All of the above statements have three things in common. One, they are frequently repeated in popular and even scholarly writing. Two, they portray Christians in exceedingly unfavorable light. Three, they are all false.

In the new book Six Modern Myths About Christianity & Western Civilization (InterVarsity), Philip J. Sampson deconstructs such "modern stories of our place in the universe [which] cannot be regarded as history simply because they are recent texts." In addition to the four myths mentioned above, he tackles the notions that Genesis is an environmentalist's nightmare and that Christians loathe the human body.

Sampson traces each myth to its origins, often in the nineteenth century, then gives it the drubbing it deserves. Frequently even a cursory look at the historical facts uncovers fraud. For example, Sampson notes, Galileo was never tortured; he had servants during his imprisonment and died peacefully in his bed. Darwin was far more concerned about ridicule from his scientific colleagues than about opposition from Christians. Missionaries were usually the most vocal opponents of colonial injustices such as slavery, the liquor trade, and the abuse of native women. By the best recent estimates, fewer than 100,000 witches were executed in Europe and North America over 300 years of "witch-hunting," and the numbers were comparatively low in the countries (Italy and Spain) where the Inquisition was strongest.

Glaring factual errors are not, however, Sampson's real prey. He is most interested in exposing the ways in which modern myths, like ancient ones, are used to bolster the authority of ruling powers and discredit potential challengers. Enlightened science proclaims its supremacy over superstitious religion by proving that, when the two clashed in the past, the church always showed itself to be stupid, stubborn, and downright malicious. Pluralism gets a boost by portraying Christianity as the mortal enemy of cultural diversity. Environmentalists, feminists, Wiccans—anyone can shore up claims to legitimacy or even coveted victim status by taking pot shots at the church.

Not only do assaults on the church make Christians look bad and the attackers look good, Sampson argues, such assaults relieve secular powers of responsibility for society's ills. This agenda is particularly evident in the modern witch-hunting myth. Sampson writes, "The fact is that somewhere between 90 and 99 percent of the cruel deaths reported by the story of witch-hunting are fictional.

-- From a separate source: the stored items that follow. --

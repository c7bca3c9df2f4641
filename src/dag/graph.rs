use std::collections::{BTreeMap, BTreeSet};

use petgraph::Direction;
use petgraph::graph::{DiGraph, NodeIndex};
use tracing::debug;

use crate::bundle::{Dependencies, Dependency};
use crate::dag::wiring::Wiring;
use crate::errors::{BundleError, Result};

/// One declared dependency plus its parsed wirings.
#[derive(Debug, Clone)]
pub struct DependencyNode {
    pub key: String,
    pub dependency: Dependency,
    pub parameters: BTreeMap<String, Wiring>,
    pub credentials: BTreeMap<String, Wiring>,
}

impl DependencyNode {
    fn from_dependency(dep: &Dependency) -> Result<Self> {
        let parse_all = |wirings: &BTreeMap<String, String>| -> Result<BTreeMap<String, Wiring>> {
            wirings
                .iter()
                .map(|(name, raw)| Ok((name.clone(), Wiring::parse(raw)?)))
                .collect()
        };
        Ok(Self {
            key: dep.name.clone(),
            dependency: dep.clone(),
            parameters: parse_all(&dep.parameters)?,
            credentials: parse_all(&dep.credentials)?,
        })
    }

    /// Every `(dependency, output)` this node reads.
    pub fn output_references(&self) -> impl Iterator<Item = (&str, &str)> {
        self.parameters
            .values()
            .chain(self.credentials.values())
            .filter_map(Wiring::output_source)
    }
}

/// Graph of a bundle's direct dependencies.
///
/// An edge `a -> b` means `a` consumes an output of `b`, so `b` must run
/// first. Node indices follow `requires` order, lexical by name for a parsed
/// bundle, which is also the tie-break order of
/// [`DependencyGraph::topo_sort`].
#[derive(Debug, Clone, Default)]
pub struct DependencyGraph {
    graph: DiGraph<String, ()>,
    nodes: Vec<DependencyNode>,
    index: BTreeMap<String, NodeIndex>,
}

impl DependencyGraph {
    pub fn build(deps: &Dependencies) -> Result<Self> {
        let mut g = DependencyGraph::default();

        for dep in deps.requires.iter() {
            let node = DependencyNode::from_dependency(dep)?;
            let idx = g.graph.add_node(node.key.clone());
            g.index.insert(node.key.clone(), idx);
            g.nodes.push(node);
        }

        for node in &g.nodes {
            let from = g.index[&node.key];
            for (target, output) in node.output_references() {
                let to = g.index.get(target).copied().ok_or_else(|| {
                    BundleError::invalid_manifest(format!(
                        "dependency {} wires output {output} of unknown dependency reference {target:?}",
                        node.key
                    ))
                })?;
                g.graph.update_edge(from, to, ());
            }
        }

        debug!(
            nodes = g.graph.node_count(),
            edges = g.graph.edge_count(),
            "built dependency graph"
        );
        Ok(g)
    }

    pub fn len(&self) -> usize {
        self.nodes.len()
    }

    pub fn is_empty(&self) -> bool {
        self.nodes.is_empty()
    }

    /// Nodes in `requires` order.
    pub fn nodes(&self) -> &[DependencyNode] {
        &self.nodes
    }

    pub fn node(&self, key: &str) -> Option<&DependencyNode> {
        self.index.get(key).map(|i| &self.nodes[i.index()])
    }

    /// Keys this node consumes outputs from, in `requires` order.
    pub fn dependencies_of(&self, key: &str) -> Vec<&str> {
        self.neighbours(key, Direction::Outgoing)
    }

    /// Keys consuming this node's outputs, in `requires` order.
    pub fn dependents_of(&self, key: &str) -> Vec<&str> {
        self.neighbours(key, Direction::Incoming)
    }

    fn neighbours(&self, key: &str, dir: Direction) -> Vec<&str> {
        let Some(&idx) = self.index.get(key) else {
            return Vec::new();
        };
        let set: BTreeSet<usize> = self
            .graph
            .neighbors_directed(idx, dir)
            .map(|n| n.index())
            .collect();
        set.into_iter().map(|i| self.nodes[i].key.as_str()).collect()
    }

    /// Kahn's algorithm over the graph. A node is emitted only after every
    /// node it consumes from; simultaneously ready nodes come out in
    /// `requires` order.
    pub fn topo_sort(&self) -> Result<Vec<&DependencyNode>> {
        let n = self.nodes.len();
        let mut remaining: Vec<usize> = (0..n)
            .map(|i| {
                self.graph
                    .neighbors_directed(NodeIndex::new(i), Direction::Outgoing)
                    .count()
            })
            .collect();
        let mut ready: BTreeSet<usize> = (0..n).filter(|&i| remaining[i] == 0).collect();
        let mut order = Vec::with_capacity(n);

        while let Some(i) = ready.pop_first() {
            order.push(&self.nodes[i]);
            for consumer in self
                .graph
                .neighbors_directed(NodeIndex::new(i), Direction::Incoming)
            {
                let c = consumer.index();
                remaining[c] -= 1;
                if remaining[c] == 0 {
                    ready.insert(c);
                }
            }
        }

        if order.len() < n {
            let path = self
                .find_cycle()
                .map(|p| p.join(" -> "))
                .unwrap_or_else(|| "<unknown>".to_string());
            return Err(BundleError::CyclicDependency { path });
        }
        Ok(order)
    }

    /// One concrete cycle, as the list of keys with the first repeated at
    /// the end (`a -> b -> a`). Self-dependencies yield `a -> a`.
    pub fn find_cycle(&self) -> Option<Vec<String>> {
        #[derive(Clone, Copy, PartialEq)]
        enum Mark {
            White,
            Grey,
            Black,
        }

        fn visit(
            g: &DependencyGraph,
            i: usize,
            marks: &mut [Mark],
            stack: &mut Vec<usize>,
        ) -> Option<Vec<String>> {
            marks[i] = Mark::Grey;
            stack.push(i);
            let mut next: Vec<usize> = g
                .graph
                .neighbors_directed(NodeIndex::new(i), Direction::Outgoing)
                .map(|n| n.index())
                .collect();
            next.sort_unstable();
            next.dedup();
            for j in next {
                match marks[j] {
                    Mark::Grey => {
                        let start = stack.iter().position(|&s| s == j).unwrap_or(0);
                        let mut path: Vec<String> = stack[start..]
                            .iter()
                            .map(|&s| g.nodes[s].key.clone())
                            .collect();
                        path.push(g.nodes[j].key.clone());
                        return Some(path);
                    }
                    Mark::White => {
                        if let Some(p) = visit(g, j, marks, stack) {
                            return Some(p);
                        }
                    }
                    Mark::Black => {}
                }
            }
            stack.pop();
            marks[i] = Mark::Black;
            None
        }

        let mut marks = vec![Mark::White; self.nodes.len()];
        let mut stack = Vec::new();
        for i in 0..self.nodes.len() {
            if marks[i] == Mark::White {
                if let Some(p) = visit(self, i, &mut marks, &mut stack) {
                    return Some(p);
                }
            }
        }
        None
    }
}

Exaggeration on this scale requires explanation. What can have possessed so wide a range of authors to imagine the torture and execution of millions of women? No doubt there are many social and psychological factors involved here, but by inventing so many deaths and attributing them to the church, the modern mind evades its own responsibilities and gains an alibi for the unprecedented slaughter of the twentieth century."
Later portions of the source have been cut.